Overview

This trial is active, not recruiting.

Condition cml
Treatment amn107
Phase phase 2
Targets PDGF, BCR-ABL, KIT
Sponsor Novartis Pharmaceuticals
Start date August 2013
End date December 2021
Trial size 59 participants
Trial identifier NCT01744665, CAMN107AUS37

Summary

To evaluate molecular relapse free rates 6 months after stopping nilotinib therapy in patients who achieve MR4.5

United States No locations recruiting
Other Countries No locations recruiting

Study Design

Allocation randomized
Endpoint classification safety/efficacy study
Intervention model single group assignment
Masking open label
Primary purpose treatment
Arm
(Experimental)
59 patients will be enrolled to the study. Patients who achieve MR4.5 on study will then be randomized to receive a total 2 years (Consolidation Phase) of additional nilotinib therapy. If MR4.5 is sustained during the Consolidation phase, patients will be eligible to stop taking niltoinib during the treatment-free remission (TFR) phase. No head to head comparison of the 2 arms will be performed. Each arm will be compared to historical data.
amn107
Nilotinib will be provided by the sponsor as the study drug. Nilotinib will be provided as 150 mg capsules. Patients will take nilotinib 300mg twice daily on study and dose modifications to 450mg once daily is permitted per protocol.

Primary Outcomes

Measure
Percentage of patients without molecular relapse after stopping nilotinib
time frame: 6 months after stopping nilotinib therapy

Secondary Outcomes

Measure
Percentage of patients without molecular relapse after stopping nilotinib
time frame: 12, 18, and 36 months after stopping nilotinib
Proportion of patients who regain MR4.5 after restarting nilotinib due to molecular relapse
time frame: 7 years
Progression to AP/BC and death where the "failure" event is the earliest occurrence of the following event: progression to AP/BC or death from any cause.
time frame: 7 years
Overall survival (OS) defined as the time from the date of cessation of nilotinib therapy to the date of death from any cause.
time frame: 7 years
Relapse free survival is defined as time from the date of nilotinib treatment discontinuation to the first documented molecular relapse (confirmed loss of MR4.0).
time frame: 7 years
Change in symptom-burden scores by the MDASI-CML assessment
time frame: From baseline to time to when MR4.5 is confirmed and from end of Consolidation Phase to 6 and 12 months into the TFR Phase
Change in healthy utility assessed by EQ-5D-3L
time frame: From baseline to time to when MR4.5 is confirmed and from end of Consolidation Phase to 6 and 12 months into the TFR Phase
Change in patient quality of life assessed by SF-8
time frame: From baseline to time to when MR4.5 is confirmed and from end of Consolidation Phase to 6 and 12 months into the TFR Phase

Eligibility Criteria

Male or female participants at least 18 years old.

Inclusion Criteria: - Diagnosis of CML - Treated with at least 1 year of imatinib - Bcr-Abl level by PCR must be less than or equal to 0.1% and greater than 0.0032% by PCR reported on the International scale.

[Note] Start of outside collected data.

fn cardinality_for(details: &json::PropertyDetails) -> Result<Option<Cardinality>> {
    let value = |count: &Option<json::Count>| count.as_ref().map(json::Count::value).transpose();
    let cardinality = Cardinality {
        exact: value(&details.cardinality)?,
        min: value(&details.min_cardinality)?,
        max: value(&details.max_cardinality)?,
    };
    if cardinality == Cardinality::default() {
        Ok(None)
    } else {
        Ok(Some(cardinality))
    }
}

#[derive(Default)]
struct Builder {
    nodes: Vec<Node>,
    node_index: HashMap<String, usize>,
    edges: Vec<Edge>,
    edge_index: HashMap<String, usize>,
    /// merged-away node id -> representative id
    node_redirects: HashMap<String, String>,
    allow_empty_labels: bool,
}
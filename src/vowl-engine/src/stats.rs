// Copyright 2026 The Vowl Authors. All rights reserved.
// Use of this source code is governed by the Apache License,
// Version 2.0, that can be found in the LICENSE file.

use std::collections::BTreeMap;

use serde::Serialize;

use crate::common::DisjointSet;
use crate::graph::{EdgeType, Graph, NodeType};

/// Read-only summary of the currently visible subgraph.
#[derive(Clone, Debug, Default, PartialEq, Serialize)]
pub struct Statistics {
    pub node_count: usize,
    pub edge_count: usize,
    pub nodes_by_type: BTreeMap<NodeType, usize>,
    pub edges_by_type: BTreeMap<EdgeType, usize>,
    pub min_degree: usize,
    pub max_degree: usize,
    pub avg_degree: f64,
    pub components: usize,
    /// `edges / (n * (n - 1) / 2)`, or 0 below two nodes.
    pub density: f64,
    pub individuals: usize,
}

pub fn compute_statistics(graph: &Graph) -> Statistics {
    let mut stats = Statistics::default();
    let nodes = graph.nodes();
    let degrees = graph.degree_table(true);

    let mut sets = DisjointSet::new(nodes.len());
    for (edge, &(source, target)) in graph.edges().iter().zip(graph.endpoints()) {
        if !edge.is_visible() {
            continue;
        }
        stats.edge_count += 1;
        *stats.edges_by_type.entry(edge.edge_type).or_default() += 1;
        sets.union(source, target);
    }

    let mut degree_sum = 0;
    let mut min_degree = usize::MAX;
    for (index, node) in nodes.iter().enumerate() {
        if !node.is_visible() {
            continue;
        }
        stats.node_count += 1;
        *stats.nodes_by_type.entry(node.node_type).or_default() += 1;
        stats.individuals += node.individual_count();

        let degree = degrees[index];
        degree_sum += degree;
        min_degree = min_degree.min(degree);
        stats.max_degree = stats.max_degree.max(degree);
        if sets.find(index) == index {
            stats.components += 1;
        }
    }

    let n = stats.node_count;
    if n > 0 {
        stats.min_degree = min_degree;
        stats.avg_degree = degree_sum as f64 / n as f64;
    }
    if n >= 2 {
        let pairs = (n * (n - 1)) as f64 / 2.0;
        stats.density = stats.edge_count as f64 / pairs;
    }
    stats
}
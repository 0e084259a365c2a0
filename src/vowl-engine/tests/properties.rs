// Copyright 2026 The Vowl Authors. All rights reserved.
// Use of this source code is governed by the Apache License,
// Version 2.0, that can be found in the LICENSE file.

mod common;

use std::collections::BTreeSet;

use float_cmp::approx_eq;
use proptest::prelude::*;

use vowl_engine::{
    DegreeFilter, EdgeType, EdgeTypeFilter, Filter, FilterPipeline, ForceLayout, Graph,
    LayoutConfig, NodeType, NodeTypeFilter, Position,
};

use common::{arb_ontology, arb_ontology_with_equivalences, parse};

fn topology(graph: &Graph) -> Vec<String> {
    let nodes = graph
        .nodes()
        .iter()
        .map(|n| format!("{} {} {}", n.id, n.node_type, n.is_visible()));
    let edges = graph
        .edges()
        .iter()
        .map(|e| format!("{} {} {}->{}", e.id, e.edge_type, e.source, e.target));
    nodes.chain(edges).collect()
}

fn visible_node_ids(graph: &Graph) -> BTreeSet<String> {
    graph.visible_nodes().map(|n| n.id.clone()).collect()
}

fn visible_edge_ids(graph: &Graph) -> BTreeSet<String> {
    graph.visible_edges().map(|e| e.id.clone()).collect()
}

fn positions(graph: &Graph) -> Vec<Position> {
    graph.nodes().iter().map(|n| n.position()).collect()
}

fn arb_filter() -> impl Strategy<Value = Filter> {
    prop_oneof![
        prop::collection::btree_set(prop::sample::select(NodeType::ALL.to_vec()), 0..4)
            .prop_map(|types| Filter::NodeType(NodeTypeFilter::new(types))),
        (0usize..4, 0usize..6).prop_map(|(min, extra)| Filter::Degree(DegreeFilter::new(min, min + extra))),
        prop::collection::btree_set(prop::sample::select(EdgeType::ALL.to_vec()), 0..4)
            .prop_map(|types| Filter::EdgeType(EdgeTypeFilter::new(types))),
    ]
}

fn apply(graph: &mut Graph, filters: &[Filter]) {
    let mut pipeline = FilterPipeline::new();
    for filter in filters {
        pipeline.enable(filter.clone());
    }
    pipeline.apply(graph);
}

proptest! {
    #![proptest_config(ProptestConfig::with_cases(128))]

    #[test]
    fn parse_is_idempotent(doc in arb_ontology()) {
        let first = parse(doc.clone());
        let second = parse(doc);
        prop_assert_eq!(topology(&first), topology(&second));
    }

    #[test]
    fn visible_degree_matches_visible_edges(doc in arb_ontology(), filter in arb_filter()) {
        let mut graph = parse(doc);
        apply(&mut graph, &[filter]);
        for node in graph.visible_nodes() {
            let incident = graph
                .visible_edges()
                .filter(|e| e.source == node.id || e.target == node.id)
                .count();
            prop_assert_eq!(graph.visible_degree(&node.id), incident);
        }
        for edge in graph.visible_edges() {
            prop_assert!(graph.node(&edge.source).unwrap().is_visible());
            prop_assert!(graph.node(&edge.target).unwrap().is_visible());
        }
    }

    #[test]
    fn degree_counts_visible_incident_edges(doc in arb_ontology_with_equivalences()) {
        let graph = parse(doc);
        for node in graph.nodes() {
            let incident = graph
                .visible_edges()
                .filter(|e| e.source == node.id || e.target == node.id)
                .count();
            prop_assert_eq!(graph.degree(&node.id), incident, "node {}", node.id);
        }
    }

    #[test]
    fn filters_compose_as_intersection(doc in arb_ontology(), f1 in arb_filter(), f2 in arb_filter()) {
        prop_assume!(f1.kind() != f2.kind());

        let mut only_first = parse(doc.clone());
        apply(&mut only_first, &[f1.clone()]);
        let mut only_second = parse(doc.clone());
        apply(&mut only_second, &[f2.clone()]);
        let mut both = parse(doc.clone());
        apply(&mut both, &[f1.clone(), f2.clone()]);
        let mut reversed = parse(doc);
        apply(&mut reversed, &[f2, f1]);

        let expected_nodes: BTreeSet<String> = visible_node_ids(&only_first)
            .intersection(&visible_node_ids(&only_second))
            .cloned()
            .collect();
        let expected_edges: BTreeSet<String> = visible_edge_ids(&only_first)
            .intersection(&visible_edge_ids(&only_second))
            .cloned()
            .collect();
        prop_assert_eq!(&visible_node_ids(&both), &expected_nodes);
        prop_assert_eq!(&visible_edge_ids(&both), &expected_edges);
        prop_assert_eq!(visible_node_ids(&reversed), expected_nodes);
    }

    #[test]
    fn apply_twice_changes_nothing(doc in arb_ontology(), filter in arb_filter()) {
        let mut graph = parse(doc);
        apply(&mut graph, &[filter.clone()]);
        let nodes = visible_node_ids(&graph);
        let edges = visible_edge_ids(&graph);
        apply(&mut graph, &[filter]);
        prop_assert_eq!(visible_node_ids(&graph), nodes);
        prop_assert_eq!(visible_edge_ids(&graph), edges);
    }

    #[test]
    fn unbounded_degree_filter_keeps_everything(doc in arb_ontology()) {
        let mut graph = parse(doc);
        let before = visible_node_ids(&graph);
        apply(&mut graph, &[Filter::Degree(DegreeFilter::at_least(0))]);
        prop_assert_eq!(visible_node_ids(&graph), before);
    }

    #[test]
    fn absent_degree_hides_everything(doc in arb_ontology()) {
        let graph = parse(doc.clone());
        let degrees: BTreeSet<usize> = graph.nodes().iter().map(|n| graph.degree(&n.id)).collect();
        let k = (0..).find(|k| !degrees.contains(k)).unwrap();
        let mut graph = parse(doc);
        apply(&mut graph, &[Filter::Degree(DegreeFilter::new(k, k))]);
        prop_assert_eq!(graph.visible_nodes().count(), 0);
    }

    #[test]
    fn layout_is_deterministic(doc in arb_ontology(), ticks in 1usize..40) {
        let mut a = parse(doc.clone());
        let mut b = parse(doc);
        ForceLayout::new(LayoutConfig::default()).run(&mut a, ticks);
        ForceLayout::new(LayoutConfig::default()).run(&mut b, ticks);
        for (pa, pb) in positions(&a).iter().zip(positions(&b)) {
            prop_assert!(approx_eq!(f64, pa.x, pb.x, epsilon = 1e-9));
            prop_assert!(approx_eq!(f64, pa.y, pb.y, epsilon = 1e-9));
        }
    }

    #[test]
    fn pinned_nodes_never_move(doc in arb_ontology(), x in -500.0f64..500.0, y in -500.0f64..500.0) {
        let mut graph = parse(doc);
        let id = graph.nodes()[0].id.clone();
        let mut layout = ForceLayout::new(LayoutConfig::default());
        layout.pin(&mut graph, &id, Position::new(x, y));
        layout.run(&mut graph, 25);
        let node = graph.node(&id).unwrap();
        prop_assert_eq!(node.position(), Position::new(x, y));
        prop_assert_eq!(node.velocity(), Position::ZERO);
    }
}

#[test]
fn converged_tick_is_a_no_op() {
    let mut graph = parse(common::ontology(
        vec![common::class("a", "A"), common::class("b", "B")],
        vec![common::property("p", "owl:ObjectProperty", "a", "b")],
    ));
    let mut layout = ForceLayout::new(LayoutConfig::default());
    layout.run(&mut graph, 10_000);
    assert!(layout.is_converged());

    let before = positions(&graph);
    let alpha = layout.alpha();
    layout.tick(&mut graph);
    assert_eq!(positions(&graph), before);
    assert!(approx_eq!(f64, layout.alpha(), alpha, ulps = 0));
}
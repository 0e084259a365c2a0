// Copyright 2026 The Vowl Authors. All rights reserved.
// Use of this source code is governed by the Apache License,
// Version 2.0, that can be found in the LICENSE file.

#![forbid(unsafe_code)]

//! Graph model, force-directed layout and filtering for OWL ontology
//! diagrams in the VOWL JSON format.
//!
//! ```
//! use vowl_engine::{FilterPipeline, ForceLayout, LayoutConfig, Snapshot};
//!
//! let mut graph = vowl_engine::parse(
//!     r#"{"class": [{"id": "a", "type": "owl:Class"}, {"id": "b", "type": "owl:Class"}],
//!         "property": [{"id": "p", "type": "owl:ObjectProperty", "domain": "a", "range": "b"}]}"#,
//! )?;
//! FilterPipeline::new().apply(&mut graph);
//! let mut layout = ForceLayout::new(LayoutConfig::default());
//! layout.run(&mut graph, 100);
//! let snapshot = Snapshot::capture(&graph, None);
//! assert_eq!(snapshot.nodes.len(), 2);
//! # Ok::<(), vowl_engine::ParseError>(())
//! ```

pub mod common;
pub mod filter;
pub mod graph;
pub mod json;
pub mod layout;
pub mod parser;
mod snapshot;
mod stats;

#[cfg(test)]
mod test_common;

pub use self::common::{ParseError, Result};
pub use self::filter::{
    DegreeFilter, EdgeTypeFilter, Filter, FilterConfig, FilterKind, FilterPipeline,
    FilterSummary, MatchKind, NodeTypeFilter, SearchFilter, SearchHit, SubclassCollapseFilter,
};
pub use self::graph::{
    Cardinality, Characteristics, Edge, EdgeType, Graph, Individual, LanguageMap, Namespace,
    Node, NodeType, OntologyMetadata, Position, SetOperator,
};
pub use self::layout::{ForceLayout, LayoutConfig, LayoutState, RestLengths};
pub use self::parser::{ParserConfig, parse, parse_value, parse_with};
pub use self::snapshot::{EdgeView, NodeView, Snapshot};
pub use self::stats::{Statistics, compute_statistics};
// Copyright 2026 The Vowl Authors. All rights reserved.
// Use of this source code is governed by the Apache License,
// Version 2.0, that can be found in the LICENSE file.

use std::cmp::Reverse;

use ordered_float::OrderedFloat;
use serde::Serialize;
use strsim::normalized_levenshtein;

use crate::graph::{Graph, Node};

/// Minimum normalized Levenshtein similarity for a fuzzy label match.
pub const FUZZY_THRESHOLD: f64 = 0.8;

/// How a node matched the query, best first.
#[derive(Clone, Copy, Debug, PartialEq, Eq, Hash, PartialOrd, Ord, Serialize)]
#[serde(rename_all = "snake_case")]
pub enum MatchKind {
    Exact,
    Prefix,
    Substring,
    Fuzzy,
    Iri,
    Comment,
}

#[derive(Clone, Debug, PartialEq, Serialize)]
pub struct SearchHit {
    pub node_id: String,
    pub label: String,
    pub kind: MatchKind,
    /// Similarity in `0.0..=1.0`; orders hits of the same kind.
    pub score: f64,
}

/// Ranks nodes against a text query. Never changes visibility; hosts use
/// the ranking to highlight or focus.
#[derive(Clone, Debug, PartialEq, Eq)]
pub struct SearchFilter {
    query: String,
    language: Option<String>,
}

impl SearchFilter {
    pub fn new(query: &str) -> Self {
        Self {
            query: query.trim().to_lowercase(),
            language: None,
        }
    }

    /// Report labels in `language` where available.
    pub fn with_language(mut self, language: &str) -> Self {
        self.language = Some(language.to_string());
        self
    }

    pub fn query(&self) -> &str {
        &self.query
    }

    fn score_text(&self, text: &str) -> Option<(MatchKind, f64)> {
        let text = text.to_lowercase();
        if text.is_empty() {
            return None;
        }
        let coverage = self.query.chars().count() as f64 / text.chars().count() as f64;
        if text == self.query {
            Some((MatchKind::Exact, 1.0))
        } else if text.starts_with(&self.query) {
            Some((MatchKind::Prefix, coverage))
        } else if text.contains(&self.query) {
            Some((MatchKind::Substring, coverage))
        } else {
            let similarity = normalized_levenshtein(&self.query, &text);
            (similarity >= FUZZY_THRESHOLD).then_some((MatchKind::Fuzzy, similarity))
        }
    }

    fn match_node(&self, node: &Node) -> Option<(MatchKind, f64)> {
        let best_label = node
            .labels
            .values()
            .filter_map(|label| self.score_text(label))
            .min_by_key(|&(kind, score)| (kind, Reverse(OrderedFloat(score))));
        if best_label.is_some() {
            return best_label;
        }

        let iri = node.iri.to_lowercase();
        if iri.contains(&self.query) {
            let coverage = self.query.len() as f64 / iri.len() as f64;
            return Some((MatchKind::Iri, coverage));
        }
        let comment = node.comment.as_deref().unwrap_or("").to_lowercase();
        if comment.contains(&self.query) {
            let coverage = self.query.len() as f64 / comment.len() as f64;
            return Some((MatchKind::Comment, coverage));
        }
        None
    }

    /// All matching nodes except merged-away equivalents, best first. Ties
    /// fall back to score, then label, then id.
    pub fn rank(&self, graph: &Graph) -> Vec<SearchHit> {
        if self.query.is_empty() {
            return Vec::new();
        }
        let mut hits: Vec<SearchHit> = graph
            .nodes()
            .iter()
            .filter(|node| !node.is_merged())
            .filter_map(|node| {
                let (kind, score) = self.match_node(node)?;
                Some(SearchHit {
                    node_id: node.id.clone(),
                    label: node.label(self.language.as_deref()).to_string(),
                    kind,
                    score,
                })
            })
            .collect();
        hits.sort_by(|a, b| {
            (a.kind, Reverse(OrderedFloat(a.score)), &a.label, &a.node_id).cmp(&(
                b.kind,
                Reverse(OrderedFloat(b.score)),
                &b.label,
                &b.node_id,
            ))
        });
        hits
    }
}
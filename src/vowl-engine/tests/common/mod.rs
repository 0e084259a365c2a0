// Copyright 2026 The Vowl Authors. All rights reserved.
// Use of this source code is governed by the Apache License,
// Version 2.0, that can be found in the LICENSE file.

#![allow(dead_code)]

use proptest::prelude::*;
use serde_json::{Value, json};

use vowl_engine::Graph;

pub const NODE_TAGS: [&str; 5] = [
    "owl:Class",
    "owl:Class",
    "owl:Thing",
    "rdfs:Datatype",
    "owl:unionOf",
];

pub const EDGE_TAGS: [&str; 5] = [
    "owl:ObjectProperty",
    "owl:ObjectProperty",
    "rdfs:subClassOf",
    "owl:disjointWith",
    "owl:DatatypeProperty",
];

pub fn class(id: &str, label: &str) -> Value {
    json!({"id": id, "type": "owl:Class", "label": {"en": label}})
}

pub fn property(id: &str, type_tag: &str, domain: &str, range: &str) -> Value {
    json!({"id": id, "type": type_tag, "domain": domain, "range": range})
}

pub fn ontology(classes: Vec<Value>, properties: Vec<Value>) -> Value {
    json!({
        "header": {"iri": "http://example.org/test", "title": {"en": "Test"}},
        "namespace": [],
        "class": classes,
        "property": properties,
    })
}

pub fn parse(value: Value) -> Graph {
    vowl_engine::parse_value(value).unwrap_or_else(|e| panic!("fixture failed to parse: {e}"))
}

/// Random small ontologies: node types drawn from `NODE_TAGS`, edges between
/// arbitrary node pairs (self-loops included) drawn from `EDGE_TAGS`.
pub fn arb_ontology() -> impl Strategy<Value = Value> {
    (1usize..12)
        .prop_flat_map(|n| {
            (
                prop::collection::vec(0..NODE_TAGS.len(), n),
                prop::collection::vec((0..n, 0..n, 0..EDGE_TAGS.len()), 0..(n * 2)),
            )
        })
        .prop_map(|(node_tags, edges)| {
            let classes = node_tags
                .iter()
                .enumerate()
                .map(|(i, &tag)| {
                    json!({"id": format!("n{i}"), "type": NODE_TAGS[tag], "label": format!("Node {i}")})
                })
                .collect();
            let properties = edges
                .iter()
                .enumerate()
                .map(|(i, &(s, t, tag))| {
                    property(&format!("e{i}"), EDGE_TAGS[tag], &format!("n{s}"), &format!("n{t}"))
                })
                .collect();
            ontology(classes, properties)
        })
}

/// Like [`arb_ontology`], plus `equivalent` lists on nodes and properties
/// and `owl:equivalentClass` edges, so loading merges some of them.
pub fn arb_ontology_with_equivalences() -> impl Strategy<Value = Value> {
    (
        arb_ontology(),
        prop::collection::vec((0usize..12, 0usize..12), 0..4),
        prop::collection::vec((0usize..24, 0usize..24), 0..3),
        prop::collection::vec((0usize..12, 0usize..12), 0..3),
    )
        .prop_map(|(mut doc, node_pairs, edge_pairs, class_edges)| {
            let n = doc["class"].as_array().map_or(0, Vec::len);
            let m = doc["property"].as_array().map_or(0, Vec::len);
            for (a, b) in node_pairs {
                let other = format!("n{}", b % n);
                if let Some(list) = doc["class"][a % n]
                    .as_object_mut()
                    .map(|record| record.entry("equivalent").or_insert_with(|| json!([])))
                    .and_then(Value::as_array_mut)
                {
                    list.push(json!(other));
                }
            }
            if m > 0 {
                for (a, b) in edge_pairs {
                    let other = format!("e{}", b % m);
                    if let Some(list) = doc["property"][a % m]
                        .as_object_mut()
                        .map(|record| record.entry("equivalent").or_insert_with(|| json!([])))
                        .and_then(Value::as_array_mut)
                    {
                        list.push(json!(other));
                    }
                }
            }
            if let Some(properties) = doc["property"].as_array_mut() {
                for (i, (a, b)) in class_edges.into_iter().enumerate() {
                    properties.push(property(
                        &format!("eq{i}"),
                        "owl:equivalentClass",
                        &format!("n{}", a % n),
                        &format!("n{}", b % n),
                    ));
                }
            }
            doc
        })
}
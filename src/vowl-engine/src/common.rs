// Copyright 2026 The Vowl Authors. All rights reserved.
// Use of this source code is governed by the Apache License,
// Version 2.0, that can be found in the LICENSE file.

use std::collections::BTreeMap;
use std::result;

use thiserror::Error;

/// Reasons an ontology description can be rejected. Every variant aborts the
/// load; a partially built graph is never returned.
#[derive(Clone, Debug, PartialEq, Eq, Error)]
pub enum ParseError {
    /// Structurally invalid input: bad JSON, missing required fields,
    /// duplicate ids and similar.
    #[error("malformed ontology: {0}")]
    Malformed(String),
    /// A property, inverse or set operator refers to a node id that does not
    /// exist.
    #[error("dangling reference to unknown node '{0}'")]
    DanglingReference(String),
    /// A `type` tag outside the supported OWL/VOWL vocabulary.
    #[error("unknown type tag '{0}'")]
    UnknownType(String),
}

pub type Result<T> = result::Result<T, ParseError>;

impl From<serde_json::Error> for ParseError {
    fn from(err: serde_json::Error) -> Self {
        ParseError::Malformed(err.to_string())
    }
}

macro_rules! malformed {
    ($($arg:tt)*) => {
        Err($crate::common::ParseError::Malformed(format!($($arg)*)))
    };
}

pub(crate) use malformed;

/// FNV-1a over a byte stream. Used wherever a stable, seed-free hash of ids
/// is needed; `std`'s hasher makes no cross-version stability promise.
pub(crate) fn fnv1a(parts: &[&str]) -> u64 {
    const OFFSET: u64 = 0xcbf2_9ce4_8422_2325;
    const PRIME: u64 = 0x0000_0100_0000_01b3;

    let mut hash = OFFSET;
    for (i, part) in parts.iter().enumerate() {
        if i > 0 {
            // separator so ("ab", "c") and ("a", "bc") differ
            hash ^= 0xff;
            hash = hash.wrapping_mul(PRIME);
        }
        for byte in part.bytes() {
            hash ^= u64::from(byte);
            hash = hash.wrapping_mul(PRIME);
        }
    }
    hash
}

/// Classic union-find with path halving. Roots are always the smallest
/// index in their set so iteration order stays deterministic.
pub(crate) struct DisjointSet {
    parent: Vec<usize>,
}

impl DisjointSet {
    pub(crate) fn new(len: usize) -> Self {
        Self {
            parent: (0..len).collect(),
        }
    }

    pub(crate) fn find(&mut self, mut i: usize) -> usize {
        while self.parent[i] != i {
            self.parent[i] = self.parent[self.parent[i]];
            i = self.parent[i];
        }
        i
    }

    pub(crate) fn union(&mut self, a: usize, b: usize) {
        let (ra, rb) = (self.find(a), self.find(b));
        if ra != rb {
            let (lo, hi) = if ra < rb { (ra, rb) } else { (rb, ra) };
            self.parent[hi] = lo;
        }
    }

    /// Groups with more than one member, members in index order.
    pub(crate) fn groups(&mut self) -> Vec<Vec<usize>> {
        let mut groups: BTreeMap<usize, Vec<usize>> = BTreeMap::new();
        for i in 0..self.parent.len() {
            let root = self.find(i);
            groups.entry(root).or_default().push(i);
        }
        groups.into_values().filter(|g| g.len() > 1).collect()
    }
}

/// Local name of an IRI: the segment after the last `#` or `/`.
pub fn iri_local_name(iri: &str) -> &str {
    let trimmed = iri.trim_end_matches(['/', '#']);
    match trimmed.rfind(['#', '/']) {
        Some(pos) => &trimmed[pos + 1..],
        None => trimmed,
    }
}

This will be confirmed during screening - Written informed consent obtained prior to any screening procedures performed Exclusion Criteria: - T315I mutation - Prior imatinib failure or had accelerated phase or blast crisis CML - Impaired cardiac function (defined futher in the protocol) - Pregnant or lactating women Other protocol-defined inclusion/exclusion criteria may apply.

Additional Information

Official title A Phase II Randomized, Multicenter Study of Treatment-free Remission in Chronic Myeloid Leukemia in Chronic Phase (CML-CP) Patients Who Achieve and Sustain MR4.5 After Switching to Nilotinib
Trial information was received from ClinicalTrials.gov and was last updated in October 2015.
Information provided to ClinicalTrials.gov by Novartis.